Chromosome large‐scale organization is a beautiful example of the interplay between physics and biology. DNA molecules are polymers and thus belong to the class of molecules for which physicists have developed models and formulated testable hypotheses to understand their arrangement and dynamic properties in solution, based on the principles of polymer physics. Biologists documented and discovered the biochemical basis for the structure, function and dynamic spatial organization of chromosomes in cells. The underlying principles of chromosome organization have recently been revealed in unprecedented detail using high‐resolution chromosome capture technology that can simultaneously detect chromosome contact sites throughout the genome. These independent lines of investigation have now converged on a model in which DNA loops, generated by the loop extrusion mechanism, are the basic organizational and functional units of the chromosome.

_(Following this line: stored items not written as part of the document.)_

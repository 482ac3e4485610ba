//! Bus session and scoped acquisition guard

use alloc::vec::Vec;

use super::SpiBus;
use crate::error::{Error, Result};

/// Whether the session currently keeps chip select asserted
#[derive(Debug, Clone, Copy, PartialEq, Eq)]
pub enum BusState {
    /// Each transaction brackets its own chip-select assertion
    Released,
    /// Chip select stays asserted across transactions until release
    Held,
}

/// Exclusive handle on a bus transport
///
/// The session tracks the Released/Held state machine on top of a raw
/// [`SpiBus`], rejects acquire/release misuse and malformed transaction
/// arguments, and checks that the transport returned as many bytes as the
/// transaction implies.
///
/// A session that is dropped while held releases the bus.
pub struct BusSession<B: SpiBus> {
    bus: B,
    state: BusState,
}

impl<B: SpiBus> BusSession<B> {
    /// Wrap a transport; the bus starts released
    pub fn new(bus: B) -> Self {
        Self {
            bus,
            state: BusState::Released,
        }
    }

    /// Current bus state
    pub fn state(&self) -> BusState {
        self.state
    }

    /// Returns true while chip select is held
    pub fn is_held(&self) -> bool {
        self.state == BusState::Held
    }

    /// Get a reference to the underlying transport
    pub fn bus(&self) -> &B {
        &self.bus
    }

    /// Get a mutable reference to the underlying transport
    pub fn bus_mut(&mut self) -> &mut B {
        &mut self.bus
    }

    /// Hold the bus until `release()`
    ///
    /// Acquire is not re-entrant: a second call fails with
    /// [`Error::AlreadyHeld`] and leaves the bus held.
    pub fn acquire(&mut self) -> Result<()> {
        if self.state == BusState::Held {
            return Err(Error::AlreadyHeld);
        }
        self.bus.acquire()?;
        self.state = BusState::Held;
        log::trace!("spi: bus acquired");
        Ok(())
    }

    /// Release a held bus
    ///
    /// The session is marked released even if the transport reports an error,
    /// so the release is never attempted twice.
    pub fn release(&mut self) -> Result<()> {
        if self.state == BusState::Released {
            return Err(Error::NotHeld);
        }
        self.state = BusState::Released;
        log::trace!("spi: bus released");
        self.bus.release()
    }

    /// Acquire the bus and return a guard that releases it when dropped
    pub fn hold(&mut self) -> Result<HeldBus<'_, B>> {
        self.acquire()?;
        Ok(HeldBus {
            session: self,
            released: false,
        })
    }

    /// Transmit `data` and discard the received bytes
    pub fn write(&mut self, data: &[u8], timeout_ms: Option<u32>) -> Result<()> {
        if data.is_empty() {
            return Err(Error::InvalidArgument);
        }
        log::trace!("spi: write {:02x?} (timeout {:?} ms)", data, timeout_ms);
        self.bus.write(data, timeout_ms)
    }

    /// Receive `len` bytes
    pub fn read(&mut self, len: usize, timeout_ms: Option<u32>) -> Result<Vec<u8>> {
        if len == 0 {
            return Err(Error::InvalidArgument);
        }
        let rx = self.bus.read(len, timeout_ms)?;
        log::trace!("spi: read {:02x?} (timeout {:?} ms)", rx, timeout_ms);
        check_len(len, rx)
    }

    /// Full-duplex transfer; the result always has the length of `data`
    pub fn write_read(&mut self, data: &[u8], timeout_ms: Option<u32>) -> Result<Vec<u8>> {
        if data.is_empty() {
            return Err(Error::InvalidArgument);
        }
        let rx = self.bus.write_read(data, timeout_ms)?;
        log::trace!(
            "spi: write_read {:02x?} -> {:02x?} (timeout {:?} ms)",
            data,
            rx,
            timeout_ms
        );
        check_len(data.len(), rx)
    }
}

impl<B: SpiBus> Drop for BusSession<B> {
    fn drop(&mut self) {
        if self.state == BusState::Held {
            log::warn!("spi: session dropped while holding the bus, releasing");
            if let Err(e) = self.release() {
                log::warn!("spi: release on drop failed: {}", e);
            }
        }
    }
}

fn check_len(expected: usize, rx: Vec<u8>) -> Result<Vec<u8>> {
    if rx.len() != expected {
        return Err(Error::MalformedResponse {
            expected,
            actual: rx.len(),
        });
    }
    Ok(rx)
}

/// Scoped hold on a [`BusSession`]
///
/// All transactions made through the guard share one chip-select assertion.
/// The bus is released exactly once: by [`HeldBus::release`], or on drop if
/// the guard goes out of scope first (early return, `?`).
pub struct HeldBus<'a, B: SpiBus> {
    session: &'a mut BusSession<B>,
    released: bool,
}

impl<B: SpiBus> HeldBus<'_, B> {
    /// Transmit `data` while the bus is held
    pub fn write(&mut self, data: &[u8], timeout_ms: Option<u32>) -> Result<()> {
        self.session.write(data, timeout_ms)
    }

    /// Receive `len` bytes while the bus is held
    pub fn read(&mut self, len: usize, timeout_ms: Option<u32>) -> Result<Vec<u8>> {
        self.session.read(len, timeout_ms)
    }

    /// Release the bus and report the transport's answer
    pub fn release(mut self) -> Result<()> {
        self.released = true;
        self.session.release()
    }
}

impl<B: SpiBus> Drop for HeldBus<'_, B> {
    fn drop(&mut self) {
        if !self.released {
            self.released = true;
            if let Err(e) = self.session.release() {
                log::warn!("spi: release failed: {}", e);
            }
        }
    }
}

#[cfg(test)]
mod tests {
    use super::*;
    use alloc::vec;

    /// Transport that records calls and can be told to fail
    #[derive(Default)]
    struct Recorder {
        acquires: usize,
        releases: usize,
        fail_write: Option<Error>,
        short_reads: bool,
    }

    impl SpiBus for Recorder {
        fn acquire(&mut self) -> Result<()> {
            self.acquires += 1;
            Ok(())
        }

        fn release(&mut self) -> Result<()> {
            self.releases += 1;
            Ok(())
        }

        fn write(&mut self, _data: &[u8], _timeout_ms: Option<u32>) -> Result<()> {
            match self.fail_write {
                Some(e) => Err(e),
                None => Ok(()),
            }
        }

        fn read(&mut self, len: usize, _timeout_ms: Option<u32>) -> Result<Vec<u8>> {
            let len = if self.short_reads { len - 1 } else { len };
            Ok(vec![0xA5; len])
        }

        fn write_read(&mut self, data: &[u8], _timeout_ms: Option<u32>) -> Result<Vec<u8>> {
            Ok(data.iter().map(|b| !b).collect())
        }
    }

    #[test]
    fn test_acquire_release_state() {
        let mut session = BusSession::new(Recorder::default());
        assert_eq!(session.state(), BusState::Released);

        session.acquire().unwrap();
        assert!(session.is_held());
        assert_eq!(session.acquire(), Err(Error::AlreadyHeld));
        assert!(session.is_held());

        session.release().unwrap();
        assert_eq!(session.release(), Err(Error::NotHeld));
        assert_eq!(session.bus().acquires, 1);
        assert_eq!(session.bus().releases, 1);
    }

    #[test]
    fn test_guard_releases_on_drop() {
        let mut session = BusSession::new(Recorder::default());
        session.bus_mut().fail_write = Some(Error::Timeout);

        let result = (|| -> Result<()> {
            let mut held = session.hold()?;
            held.write(&[0x9F], None)?;
            held.release()
        })();

        assert_eq!(result, Err(Error::Timeout));
        assert!(!session.is_held());
        assert_eq!(session.bus().releases, 1);
    }

    #[test]
    fn test_guard_explicit_release_happens_once() {
        let mut session = BusSession::new(Recorder::default());
        let held = session.hold().unwrap();
        held.release().unwrap();
        assert_eq!(session.bus().releases, 1);
    }

    #[test]
    fn test_session_drop_releases_held_bus() {
        let mut recorder = Recorder::default();
        {
            let mut session = BusSession::new(&mut recorder);
            session.acquire().unwrap();
        }
        assert_eq!(recorder.releases, 1);
    }

    #[test]
    fn test_argument_validation() {
        let mut session = BusSession::new(Recorder::default());
        assert_eq!(session.write(&[], None), Err(Error::InvalidArgument));
        assert_eq!(session.write_read(&[], None), Err(Error::InvalidArgument));
        assert_eq!(session.read(0, None), Err(Error::InvalidArgument));
    }

    #[test]
    fn test_length_checks() {
        let mut session = BusSession::new(Recorder::default());
        assert_eq!(
            session.write_read(&[0x00, 0xFF], Some(10)).unwrap(),
            vec![0xFF, 0x00]
        );

        session.bus_mut().short_reads = true;
        assert_eq!(
            session.read(3, None),
            Err(Error::MalformedResponse {
                expected: 3,
                actual: 2
            })
        );
    }
}
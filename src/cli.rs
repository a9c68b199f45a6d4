// Copyright (c) 2025 Soumyadip Sarkar.
// All rights reserved.
//
// This source code is licensed under the license found in the
// LICENSE file in the root directory of this source tree.

use clap::{Arg, ArgAction, Command, value_parser};

fn json_flags(cmd: Command) -> Command {
    cmd.arg(
        Arg::new("json")
            .long("json")
            .action(ArgAction::SetTrue)
            .help("Print as pretty JSON"),
    )
    .arg(
        Arg::new("jsonl")
            .long("jsonl")
            .action(ArgAction::SetTrue)
            .conflicts_with("json")
            .help("Print as JSON lines"),
    )
}

fn id_arg() -> Arg {
    Arg::new("id").required(true).help("Record identifier")
}

fn month_arg() -> Arg {
    Arg::new("month")
        .long("month")
        .value_name("YYYY-MM")
        .help("Calendar month (defaults to the current month)")
}

fn transaction_fields(cmd: Command, creating: bool) -> Command {
    cmd.arg(
        Arg::new("title")
            .long("title")
            .required(creating)
            .help("Short description"),
    )
    .arg(
        Arg::new("amount")
            .long("amount")
            .required(creating)
            .allow_hyphen_values(true)
            .help("Non-negative amount, e.g. 42.50"),
    )
    .arg(
        Arg::new("date")
            .long("date")
            .required(creating)
            .value_name("YYYY-MM-DD"),
    )
    .arg(
        Arg::new("type")
            .long("type")
            .help("Expense | Payday | Credit Card Payment | Placeholder"),
    )
    .arg(
        Arg::new("recurrence")
            .long("recurrence")
            .help("one-time | weekly | bi-weekly | monthly | bi-monthly | yearly"),
    )
    .arg(
        Arg::new("end-date")
            .long("end-date")
            .value_name("YYYY-MM-DD")
            .help("Last possible occurrence (recurring defaults to two years out)"),
    )
    .arg(Arg::new("notes").long("notes"))
    .arg(
        Arg::new("debt")
            .long("debt")
            .value_name("DEBT_ID")
            .help("Debt paid by a Credit Card Payment"),
    )
}

fn debt_fields(cmd: Command, creating: bool) -> Command {
    cmd.arg(Arg::new("title").long("title").required(creating))
        .arg(
            Arg::new("amount")
                .long("amount")
                .required(creating)
                .allow_hyphen_values(true)
                .help("Outstanding amount"),
        )
        .arg(
            Arg::new("type")
                .long("type")
                .help("Credit Card | Loan"),
        )
        .arg(Arg::new("notes").long("notes"))
}

pub fn build_cli() -> Command {
    Command::new("balancebook")
        .about("Track transactions, recurring bills, debts and monthly balances")
        .version(clap::crate_version!())
        .arg(
            Arg::new("db")
                .long("db")
                .global(true)
                .value_name("PATH")
                .help("SQLite database file (overrides BALANCEBOOK_DB)"),
        )
        .subcommand(Command::new("init").about("Create the database if needed"))
        .subcommand(
            Command::new("tx")
                .about("Transactions")
                .subcommand_required(true)
                .subcommand(transaction_fields(
                    Command::new("add").about("Record a transaction and its recurrences"),
                    true,
                ))
                .subcommand(json_flags(
                    Command::new("list")
                        .about("List transactions")
                        .arg(month_arg().help("Only rows active in this month"))
                        .arg(Arg::new("type").long("type"))
                        .arg(Arg::new("debt").long("debt").value_name("DEBT_ID"))
                        .arg(Arg::new("series").long("series").value_name("SERIES_ID"))
                        .arg(
                            Arg::new("limit")
                                .long("limit")
                                .value_parser(value_parser!(usize)),
                        ),
                ))
                .subcommand(json_flags(
                    Command::new("show").about("Show one transaction").arg(id_arg()),
                ))
                .subcommand(
                    transaction_fields(
                        Command::new("edit")
                            .about("Replace fields of one transaction")
                            .arg(id_arg()),
                        false,
                    )
                    .arg(
                        Arg::new("clear-end-date")
                            .long("clear-end-date")
                            .action(ArgAction::SetTrue)
                            .conflicts_with("end-date"),
                    )
                    .arg(
                        Arg::new("clear-debt")
                            .long("clear-debt")
                            .action(ArgAction::SetTrue)
                            .conflicts_with("debt"),
                    ),
                )
                .subcommand(Command::new("rm").about("Delete one transaction").arg(id_arg())),
        )
        .subcommand(
            Command::new("debt")
                .about("Credit cards and loans")
                .subcommand_required(true)
                .subcommand(debt_fields(Command::new("add").about("Add a debt"), true))
                .subcommand(json_flags(Command::new("list").about("List debts")))
                .subcommand(json_flags(
                    Command::new("show")
                        .about("Show a debt and the payments made to it")
                        .arg(id_arg()),
                ))
                .subcommand(debt_fields(
                    Command::new("edit").about("Replace fields of a debt").arg(id_arg()),
                    false,
                ))
                .subcommand(
                    Command::new("charge")
                        .about("Record a purchase on a debt")
                        .arg(id_arg())
                        .arg(Arg::new("amount").long("amount").required(true)),
                )
                .subcommand(Command::new("rm").about("Delete an unreferenced debt").arg(id_arg())),
        )
        .subcommand(json_flags(
            Command::new("balance")
                .about("Starting and ending balance for a month")
                .arg(month_arg()),
        ))
        .subcommand(
            Command::new("calendar")
                .about("Month calendar with each day's transactions")
                .arg(month_arg()),
        )
        .subcommand(
            Command::new("export")
                .about("Export data")
                .subcommand_required(true)
                .subcommand(
                    Command::new("transactions")
                        .arg(
                            Arg::new("format")
                                .long("format")
                                .default_value("csv")
                                .help("csv | json"),
                        )
                        .arg(Arg::new("out").long("out").required(true)),
                ),
        )
        .subcommand(
            Command::new("config")
                .about("Persistent settings")
                .subcommand_required(true)
                .subcommand(Command::new("get").arg(Arg::new("key").required(true)))
                .subcommand(
                    Command::new("set")
                        .arg(Arg::new("key").required(true))
                        .arg(Arg::new("value").required(true)),
                ),
        )
        .subcommand(Command::new("doctor").about("Check stored data for problems"))
}
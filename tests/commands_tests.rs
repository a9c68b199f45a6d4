// Copyright (c) AlphaVelocity.
// All rights reserved.
//
// This source code is licensed under the license found in the
// LICENSE file in the root directory of this source tree.

use balancebook::commands::{doctor, exporter};
use balancebook::models::{Recurrence, TransactionType};
use balancebook::requests::{CreateDebtRequest, CreateTransactionRequest};
use balancebook::service::FinanceService;
use balancebook::store::SqliteStore;
use balancebook::utils::{new_id, parse_date};
use balancebook::{cli, models::DebtType};
use rusqlite::params;
use tempfile::tempdir;

fn service() -> FinanceService<SqliteStore> {
    FinanceService::new(SqliteStore::open_in_memory().unwrap())
}

fn seed(svc: &mut FinanceService<SqliteStore>) {
    svc.create_transaction(&CreateTransactionRequest {
        title: "Salary, main".into(),
        amount: "3000".parse().unwrap(),
        date: parse_date("2024-01-01").unwrap(),
        r#type: TransactionType::Payday,
        recurrence: Recurrence::BiWeekly,
        end_date: Some(parse_date("2024-01-29").unwrap()),
        notes: String::new(),
        debt_id: None,
    })
    .unwrap();
}

fn export(svc: &FinanceService<SqliteStore>, format: &str, out: &str) {
    let matches = cli::build_cli().get_matches_from([
        "balancebook", "export", "transactions", "--format", format, "--out", out,
    ]);
    let Some(("export", m)) = matches.subcommand() else {
        panic!("no export subcommand");
    };
    exporter::handle(svc, m).unwrap();
}

#[test]
fn export_csv_writes_header_and_rows() {
    let mut svc = service();
    seed(&mut svc);
    let dir = tempdir().unwrap();
    let path = dir.path().join("tx.csv");
    export(&svc, "csv", path.to_str().unwrap());

    let mut rdr = csv::Reader::from_path(&path).unwrap();
    let headers = rdr.headers().unwrap().clone();
    assert_eq!(&headers[0], "id");
    assert_eq!(&headers[9], "debt_id");
    let records: Vec<csv::StringRecord> = rdr.records().map(|r| r.unwrap()).collect();
    assert_eq!(records.len(), 3);
    assert_eq!(&records[0][2], "2024-01-01");
    assert_eq!(&records[2][2], "2024-01-29");
    assert_eq!(&records[1][3], "Salary, main");
    assert_eq!(&records[1][5], "Payday");
    assert_eq!(&records[1][6], "bi-weekly");
}

#[test]
fn export_json_keeps_type_names() {
    let mut svc = service();
    seed(&mut svc);
    let dir = tempdir().unwrap();
    let path = dir.path().join("tx.json");
    export(&svc, "json", path.to_str().unwrap());

    let value: serde_json::Value =
        serde_json::from_str(&std::fs::read_to_string(&path).unwrap()).unwrap();
    let rows = value.as_array().unwrap();
    assert_eq!(rows.len(), 3);
    assert_eq!(rows[0]["type"], "Payday");
    assert_eq!(rows[0]["end_date"], "2024-01-29");
    assert_eq!(rows[0]["series_id"], rows[2]["series_id"]);
}

#[test]
fn doctor_is_quiet_on_clean_data() {
    let mut svc = service();
    seed(&mut svc);
    assert!(doctor::find_issues(&svc).unwrap().is_empty());
}

#[test]
fn doctor_flags_rows_written_around_validation() {
    let mut svc = service();
    let debt = svc
        .create_debt(&CreateDebtRequest {
            title: "Loan".into(),
            amount: "100".parse().unwrap(),
            r#type: DebtType::Loan,
            notes: String::new(),
        })
        .unwrap();
    let conn = svc.store().connection();
    let open_ended = new_id();
    conn.execute(
        "INSERT INTO transactions(id, series_id, title, amount, date, type, recurrence, end_date, notes, debt_id)
         VALUES (?1, ?1, 'Rent', '900', '2024-01-01', 'Expense', 'monthly', NULL, '', NULL)",
        params![open_ended],
    )
    .unwrap();
    let misfiled = new_id();
    conn.execute(
        "INSERT INTO transactions(id, series_id, title, amount, date, type, recurrence, end_date, notes, debt_id)
         VALUES (?1, ?1, 'Food', '20', '2024-01-05', 'Expense', 'one-time', '2023-12-01', '', ?2)",
        params![misfiled, debt.id],
    )
    .unwrap();

    let issues = doctor::find_issues(&svc).unwrap();
    let kinds: Vec<&str> = issues.iter().map(|r| r[0].as_str()).collect();
    assert_eq!(
        kinds,
        ["recurring_without_end_date", "debt_ref_on_non_payment", "end_before_date"]
    );
    assert!(issues[0][1].contains(&open_ended));
}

Deciphering the basic principles of chromosome organization from the separate perspectives of biology and polymer physics has undergone paradigm shifts over many decades, but these 2 fields have now converged on a model that explains the formation and positioning of loops and the loopy globule organization of chromosomes in interphase eukaryotic cells. According to this model, the cohesin complex binds to DNA and extrudes a loop of DNA until it reaches CTCF proteins bound to convergently positioned binding sites.